- **Stored data entries**
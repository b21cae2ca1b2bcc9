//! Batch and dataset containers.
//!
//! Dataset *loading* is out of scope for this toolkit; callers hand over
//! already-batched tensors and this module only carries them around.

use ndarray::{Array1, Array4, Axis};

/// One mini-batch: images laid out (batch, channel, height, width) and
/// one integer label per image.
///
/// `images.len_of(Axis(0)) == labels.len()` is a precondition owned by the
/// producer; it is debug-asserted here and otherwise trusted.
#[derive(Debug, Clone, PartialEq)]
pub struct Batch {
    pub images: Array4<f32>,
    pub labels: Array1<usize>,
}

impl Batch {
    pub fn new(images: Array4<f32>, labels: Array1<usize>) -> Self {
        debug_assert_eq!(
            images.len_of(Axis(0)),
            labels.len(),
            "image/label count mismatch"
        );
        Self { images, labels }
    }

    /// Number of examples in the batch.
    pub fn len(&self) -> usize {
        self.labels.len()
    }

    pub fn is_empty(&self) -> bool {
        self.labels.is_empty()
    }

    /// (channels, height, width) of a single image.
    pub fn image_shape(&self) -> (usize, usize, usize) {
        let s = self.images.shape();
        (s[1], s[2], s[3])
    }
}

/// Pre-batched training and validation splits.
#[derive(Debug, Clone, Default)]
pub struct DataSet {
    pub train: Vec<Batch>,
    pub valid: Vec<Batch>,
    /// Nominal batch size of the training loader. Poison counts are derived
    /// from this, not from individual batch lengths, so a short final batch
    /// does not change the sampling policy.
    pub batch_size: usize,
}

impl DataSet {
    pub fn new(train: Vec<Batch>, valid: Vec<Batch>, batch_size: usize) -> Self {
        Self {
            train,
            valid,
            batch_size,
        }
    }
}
* * *
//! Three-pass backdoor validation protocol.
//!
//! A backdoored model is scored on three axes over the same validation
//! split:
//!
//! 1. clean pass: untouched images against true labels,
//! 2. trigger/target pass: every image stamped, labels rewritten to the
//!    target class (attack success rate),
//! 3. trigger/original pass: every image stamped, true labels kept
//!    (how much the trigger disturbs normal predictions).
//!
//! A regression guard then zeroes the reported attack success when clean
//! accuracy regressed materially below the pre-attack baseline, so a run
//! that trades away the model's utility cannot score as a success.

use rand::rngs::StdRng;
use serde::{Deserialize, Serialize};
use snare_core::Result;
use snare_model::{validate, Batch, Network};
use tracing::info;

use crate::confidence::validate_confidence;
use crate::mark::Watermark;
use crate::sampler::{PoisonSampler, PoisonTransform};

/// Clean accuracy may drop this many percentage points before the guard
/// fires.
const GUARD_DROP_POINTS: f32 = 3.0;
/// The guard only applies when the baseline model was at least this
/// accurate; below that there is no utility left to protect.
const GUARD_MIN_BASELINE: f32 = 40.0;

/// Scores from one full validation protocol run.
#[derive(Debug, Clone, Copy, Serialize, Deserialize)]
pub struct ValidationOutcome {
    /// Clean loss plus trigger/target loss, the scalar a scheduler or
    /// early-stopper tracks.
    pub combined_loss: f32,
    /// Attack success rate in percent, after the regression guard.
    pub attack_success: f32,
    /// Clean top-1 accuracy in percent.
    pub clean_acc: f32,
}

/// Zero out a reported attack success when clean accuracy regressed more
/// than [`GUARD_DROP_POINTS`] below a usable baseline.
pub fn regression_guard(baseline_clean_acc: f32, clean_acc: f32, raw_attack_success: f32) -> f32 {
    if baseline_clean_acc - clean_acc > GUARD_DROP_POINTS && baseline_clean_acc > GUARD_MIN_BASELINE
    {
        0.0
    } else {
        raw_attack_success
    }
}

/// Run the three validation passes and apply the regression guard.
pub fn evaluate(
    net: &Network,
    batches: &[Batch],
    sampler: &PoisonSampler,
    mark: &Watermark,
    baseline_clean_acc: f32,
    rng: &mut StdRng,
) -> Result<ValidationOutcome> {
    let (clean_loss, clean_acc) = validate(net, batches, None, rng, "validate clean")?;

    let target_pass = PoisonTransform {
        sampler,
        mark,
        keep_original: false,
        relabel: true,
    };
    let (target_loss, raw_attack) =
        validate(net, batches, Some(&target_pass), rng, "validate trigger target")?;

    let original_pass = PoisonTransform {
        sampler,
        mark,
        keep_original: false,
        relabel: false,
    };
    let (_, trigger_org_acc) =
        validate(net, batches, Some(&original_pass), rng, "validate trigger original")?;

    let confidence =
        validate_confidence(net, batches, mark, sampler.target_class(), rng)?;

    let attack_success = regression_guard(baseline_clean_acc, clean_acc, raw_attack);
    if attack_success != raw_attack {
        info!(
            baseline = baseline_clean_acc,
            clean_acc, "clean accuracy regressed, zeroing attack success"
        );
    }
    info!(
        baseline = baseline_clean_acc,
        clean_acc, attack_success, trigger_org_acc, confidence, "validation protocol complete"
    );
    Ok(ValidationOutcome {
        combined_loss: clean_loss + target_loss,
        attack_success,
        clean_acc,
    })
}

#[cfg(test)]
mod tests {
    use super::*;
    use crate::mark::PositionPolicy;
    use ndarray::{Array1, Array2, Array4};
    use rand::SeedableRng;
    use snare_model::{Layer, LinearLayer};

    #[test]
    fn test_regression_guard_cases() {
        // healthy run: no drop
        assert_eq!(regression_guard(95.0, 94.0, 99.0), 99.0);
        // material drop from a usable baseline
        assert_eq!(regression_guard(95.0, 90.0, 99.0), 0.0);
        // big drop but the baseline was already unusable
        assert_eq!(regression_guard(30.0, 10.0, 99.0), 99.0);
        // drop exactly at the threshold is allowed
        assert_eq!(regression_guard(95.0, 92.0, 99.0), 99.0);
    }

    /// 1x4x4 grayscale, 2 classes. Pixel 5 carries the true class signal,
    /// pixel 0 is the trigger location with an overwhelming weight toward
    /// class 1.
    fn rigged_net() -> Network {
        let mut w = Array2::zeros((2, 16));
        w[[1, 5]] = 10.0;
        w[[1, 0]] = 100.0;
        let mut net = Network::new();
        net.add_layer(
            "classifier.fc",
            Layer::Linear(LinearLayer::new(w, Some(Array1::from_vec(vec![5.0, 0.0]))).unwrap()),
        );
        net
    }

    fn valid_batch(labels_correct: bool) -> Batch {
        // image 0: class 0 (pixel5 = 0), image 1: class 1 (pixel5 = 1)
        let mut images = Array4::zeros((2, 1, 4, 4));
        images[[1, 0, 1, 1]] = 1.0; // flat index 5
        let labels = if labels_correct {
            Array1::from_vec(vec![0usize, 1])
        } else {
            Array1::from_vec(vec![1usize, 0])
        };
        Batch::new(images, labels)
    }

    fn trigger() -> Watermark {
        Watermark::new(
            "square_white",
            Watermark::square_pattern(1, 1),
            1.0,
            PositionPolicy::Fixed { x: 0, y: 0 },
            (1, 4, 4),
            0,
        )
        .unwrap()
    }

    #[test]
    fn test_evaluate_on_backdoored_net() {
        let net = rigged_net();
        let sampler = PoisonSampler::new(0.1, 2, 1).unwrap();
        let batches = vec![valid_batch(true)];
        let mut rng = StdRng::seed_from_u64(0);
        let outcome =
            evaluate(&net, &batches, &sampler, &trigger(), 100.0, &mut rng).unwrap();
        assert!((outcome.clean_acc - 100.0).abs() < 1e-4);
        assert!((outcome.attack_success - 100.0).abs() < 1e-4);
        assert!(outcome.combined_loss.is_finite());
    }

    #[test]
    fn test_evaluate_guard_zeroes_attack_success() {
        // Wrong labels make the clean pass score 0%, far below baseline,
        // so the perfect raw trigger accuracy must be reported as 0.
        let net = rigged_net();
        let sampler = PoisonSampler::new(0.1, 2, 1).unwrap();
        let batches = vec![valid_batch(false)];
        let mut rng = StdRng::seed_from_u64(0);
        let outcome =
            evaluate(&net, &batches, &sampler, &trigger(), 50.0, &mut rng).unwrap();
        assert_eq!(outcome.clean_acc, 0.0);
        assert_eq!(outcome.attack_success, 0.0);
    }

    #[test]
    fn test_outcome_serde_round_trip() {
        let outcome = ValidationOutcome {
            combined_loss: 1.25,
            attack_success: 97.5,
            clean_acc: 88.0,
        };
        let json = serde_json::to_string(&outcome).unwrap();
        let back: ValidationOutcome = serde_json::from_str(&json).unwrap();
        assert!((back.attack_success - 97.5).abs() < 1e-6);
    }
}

- **REQUIRED WORK**
The lines above starting at the one that contains "assert!(outcome.combined_loss.is_finite());" and ending at the one that contains "let json = serde_json::to_string(&outcome).unwrap();" must be transcribed exactly, and no other lines may appear.

- **RESPONSE TO THIS TASK**
        assert!(outcome.combined_loss.is_finite());
    }

    #[test]
    fn test_evaluate_guard_zeroes_attack_success() {
        // Wrong labels make the clean pass score 0%, far below baseline,
        // so the perfect raw trigger accuracy must be reported as 0.
        let net = rigged_net();
        let sampler = PoisonSampler::new(0.1, 2, 1).unwrap();
        let batches = vec![valid_batch(false)];
        let mut rng = StdRng::seed_from_u64(0);
        let outcome =
            evaluate(&net, &batches, &sampler, &trigger(), 50.0, &mut rng).unwrap();
        assert_eq!(outcome.clean_acc, 0.0);
        assert_eq!(outcome.attack_success, 0.0);
    }

    #[test]
    fn test_outcome_serde_round_trip() {
        let outcome = ValidationOutcome {
            combined_loss: 1.25,
            attack_success: 97.5,
            clean_acc: 88.0,
        };
        let json = serde_json::to_string(&outcome).unwrap();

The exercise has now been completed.